■ About this task ■
Each entry below is to be duplicated verbatim.

---

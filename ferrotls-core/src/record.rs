//! TLS record layer framing.
//!
//! ```text
//! struct {
//!     ContentType type;
//!     ProtocolVersion legacy_record_version;
//!     uint16 length;
//!     opaque fragment[TLSPlaintext.length];
//! } TLSPlaintext;
//! ```
//!
//! Handshake messages may be fragmented across records and several
//! messages may share one record; `RecordDeframer` reassembles the byte
//! stream into whole records and `HandshakeBuffer` (messages module)
//! reassembles handshake messages.

use crate::error::{Error, Result};
use crate::protocol::{ContentType, ProtocolVersion};

/// Maximum plaintext fragment size.
pub const MAX_FRAGMENT_SIZE: usize = 16384;

/// Maximum protected fragment size (plaintext + expansion allowance).
pub const MAX_CIPHERTEXT_SIZE: usize = MAX_FRAGMENT_SIZE + 2048;

/// TLS record header size (5 bytes).
pub const RECORD_HEADER_SIZE: usize = 5;

/// A single TLS record.
#[derive(Debug, Clone, PartialEq, Eq)]
pub struct TlsRecord {
    /// Content type from the header
    pub content_type: ContentType,
    /// Version from the header (not authoritative after negotiation)
    pub version: ProtocolVersion,
    /// Fragment payload
    pub fragment: Vec<u8>,
}

impl TlsRecord {
    /// Create a new record.
    pub fn new(content_type: ContentType, version: ProtocolVersion, fragment: Vec<u8>) -> Self {
        Self {
            content_type,
            version,
            fragment,
        }
    }

    /// Encode to wire format.
    pub fn encode(&self) -> Result<Vec<u8>> {
        if self.fragment.len() > MAX_CIPHERTEXT_SIZE {
            return Err(Error::InvalidMessage("Record fragment too large".into()));
        }
        let mut buf = Vec::with_capacity(RECORD_HEADER_SIZE + self.fragment.len());
        buf.push(self.content_type.to_u8());
        buf.extend_from_slice(&self.version.to_u16().to_be_bytes());
        buf.extend_from_slice(&(self.fragment.len() as u16).to_be_bytes());
        buf.extend_from_slice(&self.fragment);
        Ok(buf)
    }

    /// Decode one record from the start of `data`. Returns the record
    /// and the number of bytes consumed.
    pub fn decode(data: &[u8]) -> Result<(Self, usize)> {
        if data.len() < RECORD_HEADER_SIZE {
            return Err(Error::InvalidMessage("Record too short".into()));
        }
        let content_type = ContentType::from_u8(data[0])
            .ok_or_else(|| Error::InvalidMessage("Invalid content type".into()))?;
        let version = ProtocolVersion::from_u16(u16::from_be_bytes([data[1], data[2]]));
        let length = u16::from_be_bytes([data[3], data[4]]) as usize;
        if length > MAX_CIPHERTEXT_SIZE {
            return Err(Error::InvalidMessage("Record overflow".into()));
        }
        if data.len() < RECORD_HEADER_SIZE + length {
            return Err(Error::InvalidMessage("Incomplete record".into()));
        }
        let fragment = data[RECORD_HEADER_SIZE..RECORD_HEADER_SIZE + length].to_vec();
        Ok((
            Self {
                content_type,
                version,
                fragment,
            },
            RECORD_HEADER_SIZE + length,
        ))
    }
}

/// Split a payload into records of at most `MAX_FRAGMENT_SIZE`.
pub fn fragment(
    content_type: ContentType,
    version: ProtocolVersion,
    data: &[u8],
) -> Vec<TlsRecord> {
    if data.is_empty() {
        return vec![TlsRecord::new(content_type, version, Vec::new())];
    }
    data.chunks(MAX_FRAGMENT_SIZE)
        .map(|chunk| TlsRecord::new(content_type, version, chunk.to_vec()))
        .collect()
}

/// Incremental record parser over a byte stream.
///
/// Feed raw bytes as they arrive; take complete records out. Partial
/// records stay buffered until the rest shows up.
#[derive(Debug, Default)]
pub struct RecordDeframer {
    buffer: Vec<u8>,
}

impl RecordDeframer {
    /// Create an empty deframer.
    pub fn new() -> Self {
        Self::default()
    }

    /// Append raw bytes from the transport.
    pub fn push(&mut self, data: &[u8]) {
        self.buffer.extend_from_slice(data);
    }

    /// Pop the next complete record, if one is buffered.
    pub fn next_record(&mut self) -> Result<Option<TlsRecord>> {
        if self.buffer.len() < RECORD_HEADER_SIZE {
            return Ok(None);
        }
        let length = u16::from_be_bytes([self.buffer[3], self.buffer[4]]) as usize;
        if length > MAX_CIPHERTEXT_SIZE {
            return Err(Error::InvalidMessage("Record overflow".into()));
        }
        if self.buffer.len() < RECORD_HEADER_SIZE + length {
            return Ok(None);
        }
        let (record, consumed) = TlsRecord::decode(&self.buffer)?;
        self.buffer.drain(..consumed);
        Ok(Some(record))
    }

    /// Bytes currently buffered.
    pub fn buffered(&self) -> usize {
        self.buffer.len()
    }
}

#[cfg(test)]
mod tests {
    use super::*;

    #[test]
    fn test_record_roundtrip() {
        let record = TlsRecord::new(
            ContentType::Handshake,
            ProtocolVersion::TLS1_2,
            vec![1, 2, 3, 4],
        );
        let encoded = record.encode().unwrap();
        assert_eq!(encoded.len(), RECORD_HEADER_SIZE + 4);
        let (decoded, consumed) = TlsRecord::decode(&encoded).unwrap();
        assert_eq!(decoded, record);
        assert_eq!(consumed, encoded.len());
    }

    #[test]
    fn test_fragmentation_preserves_bytes() {
        let data = vec![0x5au8; MAX_FRAGMENT_SIZE + 100];
        let records = fragment(
            ContentType::ApplicationData,
            ProtocolVersion::TLS1_2,
            &data,
        );
        assert_eq!(records.len(), 2);
        assert_eq!(records[0].fragment.len(), MAX_FRAGMENT_SIZE);
        assert_eq!(records[1].fragment.len(), 100);
        let total: usize = records.iter().map(|r| r.fragment.len()).sum();
        assert_eq!(total, data.len());
    }

    #[test]
    fn test_deframer_handles_split_input() {
        let record = TlsRecord::new(
            ContentType::Alert,
            ProtocolVersion::TLS1_2,
            vec![2, 20],
        );
        let encoded = record.encode().unwrap();

        let mut deframer = RecordDeframer::new();
        deframer.push(&encoded[..3]);
        assert!(deframer.next_record().unwrap().is_none());
        deframer.push(&encoded[3..]);
        let out = deframer.next_record().unwrap().unwrap();
        assert_eq!(out, record);
        assert!(deframer.next_record().unwrap().is_none());
    }

    #[test]
    fn test_deframer_handles_coalesced_records() {
        let a = TlsRecord::new(ContentType::Handshake, ProtocolVersion::TLS1_2, vec![1]);
        let b = TlsRecord::new(ContentType::Handshake, ProtocolVersion::TLS1_2, vec![2]);
        let mut bytes = a.encode().unwrap();
        bytes.extend_from_slice(&b.encode().unwrap());

        let mut deframer = RecordDeframer::new();
        deframer.push(&bytes);
        assert_eq!(deframer.next_record().unwrap().unwrap(), a);
        assert_eq!(deframer.next_record().unwrap().unwrap(), b);
    }

    #[test]
    fn test_oversized_record_rejected() {
        let mut deframer = RecordDeframer::new();
        let mut header = vec![22, 3, 3];
        header.extend_from_slice(&(0xffffu16).to_be_bytes());
        deframer.push(&header);
        assert!(deframer.next_record().is_err());
    }
}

---

■ Solution to this exercise ■
filename ferrotls-core/src/record.rs
//! TLS record layer framing.
//!
//! ```text
//! struct {
//!     ContentType type;
//!     ProtocolVersion legacy_record_version;
//!     uint16 length;
//!     opaque fragment[TLSPlaintext.length];
//! } TLSPlaintext;
//! ```
//!
//! Handshake messages may be fragmented across records and several
//! messages may share one record; `RecordDeframer` reassembles the byte
//! stream into whole records and `HandshakeBuffer` (messages module)
//! reassembles handshake messages.

use crate::error::{Error, Result};
use crate::protocol::{ContentType, ProtocolVersion};

/// Maximum plaintext fragment size.
pub const MAX_FRAGMENT_SIZE: usize = 16384;

/// Maximum protected fragment size (plaintext + expansion allowance).
pub const MAX_CIPHERTEXT_SIZE: usize = MAX_FRAGMENT_SIZE + 2048;

/// TLS record header size (5 bytes).
pub const RECORD_HEADER_SIZE: usize = 5;

/// A single TLS record.
#[derive(Debug, Clone, PartialEq, Eq)]
pub struct TlsRecord {
    /// Content type from the header
    pub content_type: ContentType,
    /// Version from the header (not authoritative after negotiation)
    pub version: ProtocolVersion,
    /// Fragment payload
    pub fragment: Vec<u8>,
}

impl TlsRecord {
    /// Create a new record.
    pub fn new(content_type: ContentType, version: ProtocolVersion, fragment: Vec<u8>) -> Self {
        Self {
            content_type,
            version,
            fragment,
        }
    }

    /// Encode to wire format.
    pub fn encode(&self) -> Result<Vec<u8>> {
        if self.fragment.len() > MAX_CIPHERTEXT_SIZE {
            return Err(Error::InvalidMessage("Record fragment too large".into()));
        }
        let mut buf = Vec::with_capacity(RECORD_HEADER_SIZE + self.fragment.len());
        buf.push(self.content_type.to_u8());
        buf.extend_from_slice(&self.version.to_u16().to_be_bytes());
        buf.extend_from_slice(&(self.fragment.len() as u16).to_be_bytes());
        buf.extend_from_slice(&self.fragment);
        Ok(buf)
    }

    /// Decode one record from the start of `data`. Returns the record
    /// and the number of bytes consumed.
    pub fn decode(data: &[u8]) -> Result<(Self, usize)> {
        if data.len() < RECORD_HEADER_SIZE {
            return Err(Error::InvalidMessage("Record too short".into()));
        }
        let content_type = ContentType::from_u8(data[0])
            .ok_or_else(|| Error::InvalidMessage("Invalid content type".into()))?;
        let version = ProtocolVersion::from_u16(u16::from_be_bytes([data[1], data[2]]));
        let length = u16::from_be_bytes([data[3], data[4]]) as usize;
        if length > MAX_CIPHERTEXT_SIZE {
            return Err(Error::InvalidMessage("Record overflow".into()));
        }
        if data.len() < RECORD_HEADER_SIZE + length {
            return Err(Error::InvalidMessage("Incomplete record".into()));
        }
        let fragment = data[RECORD_HEADER_SIZE..RECORD_HEADER_SIZE + length].to_vec();
        Ok((
            Self {
                content_type,
                version,
                fragment,
            },
            RECORD_HEADER_SIZE + length,
        ))
    }
}

/// Split a payload into records of at most `MAX_FRAGMENT_SIZE`.
pub fn fragment(
    content_type: ContentType,
    version: ProtocolVersion,
    data: &[u8],
) -> Vec<TlsRecord> {
    if data.is_empty() {
        return vec![TlsRecord::new(content_type, version, Vec::new())];
    }
    data.chunks(MAX_FRAGMENT_SIZE)
        .map(|chunk| TlsRecord::new(content_type, version, chunk.to_vec()))
        .collect()
}

/// Incremental record parser over a byte stream.
///
/// Feed raw bytes as they arrive; take complete records out. Partial
/// records stay buffered until the rest shows up.
#[derive(Debug, Default)]
pub struct RecordDeframer {
    buffer: Vec<u8>,
}

impl RecordDeframer {
    /// Create an empty deframer.
    pub fn new() -> Self {
        Self::default()
    }

    /// Append raw bytes from the transport.
    pub fn push(&mut self, data: &[u8]) {
        self.buffer.extend_from_slice(data);
    }

    /// Pop the next complete record, if one is buffered.
    pub fn next_record(&mut self) -> Result<Option<TlsRecord>> {
        if self.buffer.len() < RECORD_HEADER_SIZE {
            return Ok(None);
        }
        let length = u16::from_be_bytes([self.buffer[3], self.buffer[4]]) as usize;
        if length > MAX_CIPHERTEXT_SIZE {
            return Err(Error::InvalidMessage("Record overflow".into()));
        }
        if self.buffer.len() < RECORD_HEADER_SIZE + length {
            return Ok(None);
        }
        let (record, consumed) = TlsRecord::decode(&self.buffer)?;
        self.buffer.drain(..consumed);
        Ok(Some(record))
    }

    /// Bytes currently buffered.
    pub fn buffered(&self) -> usize {
        self.buffer.len()
    }
}

#[cfg(test)]
mod tests {
    use super::*;

    #[test]
    fn test_record_roundtrip() {
        let record = TlsRecord::new(
            ContentType::Handshake,
            ProtocolVersion::TLS1_2,
            vec![1, 2, 3, 4],
        );
        let encoded = record.encode().unwrap();
        assert_eq!(encoded.len(), RECORD_HEADER_SIZE + 4);
        let (decoded, consumed) = TlsRecord::decode(&encoded).unwrap();
        assert_eq!(decoded, record);
        assert_eq!(consumed, encoded.len());
    }

    #[test]
    fn test_fragmentation_preserves_bytes() {
        let data = vec![0x5au8; MAX_FRAGMENT_SIZE + 100];
        let records = fragment(
            ContentType::ApplicationData,
            ProtocolVersion::TLS1_2,
            &data,
        );
        assert_eq!(records.len(), 2);
        assert_eq!(records[0].fragment.len(), MAX_FRAGMENT_SIZE);
        assert_eq!(records[1].fragment.len(), 100);
        let total: usize = records.iter().map(|r| r.fragment.len()).sum();
        assert_eq!(total, data.len());
    }

    #[test]
    fn test_deframer_handles_split_input() {
        let record = TlsRecord::new(
            ContentType::Alert,
            ProtocolVersion::TLS1_2,
            vec![2, 20],
        );
        let encoded = record.encode().unwrap();

        let mut deframer = RecordDeframer::new();
        deframer.push(&encoded[..3]);
        assert!(deframer.next_record().unwrap().is_none());
        deframer.push(&encoded[3..]);
        let out = deframer.next_record().unwrap().unwrap();
        assert_eq!(out, record);
        assert!(deframer.next_record().unwrap().is_none());
    }

    #[test]
    fn test_deframer_handles_coalesced_records() {
        let a = TlsRecord::new(ContentType::Handshake, ProtocolVersion::TLS1_2, vec![1]);
        let b = TlsRecord::new(ContentType::Handshake, ProtocolVersion::TLS1_2, vec![2]);
        let mut bytes = a.encode().unwrap();
        bytes.extend_from_slice(&b.encode().unwrap());

        let mut deframer = RecordDeframer::new();
        deframer.push(&bytes);
        assert_eq!(deframer.next_record().unwrap().unwrap(), a);
        assert_eq!(deframer.next_record().unwrap().unwrap(), b);
    }

    #[test]
    fn test_oversized_record_rejected() {
        let mut deframer = RecordDeframer::new();
        let mut header = vec![22, 3, 3];
        header.extend_from_slice(&(0xffffu16).to_be_bytes());
        deframer.push(&header);
        assert!(deframer.next_record().is_err());
    }
}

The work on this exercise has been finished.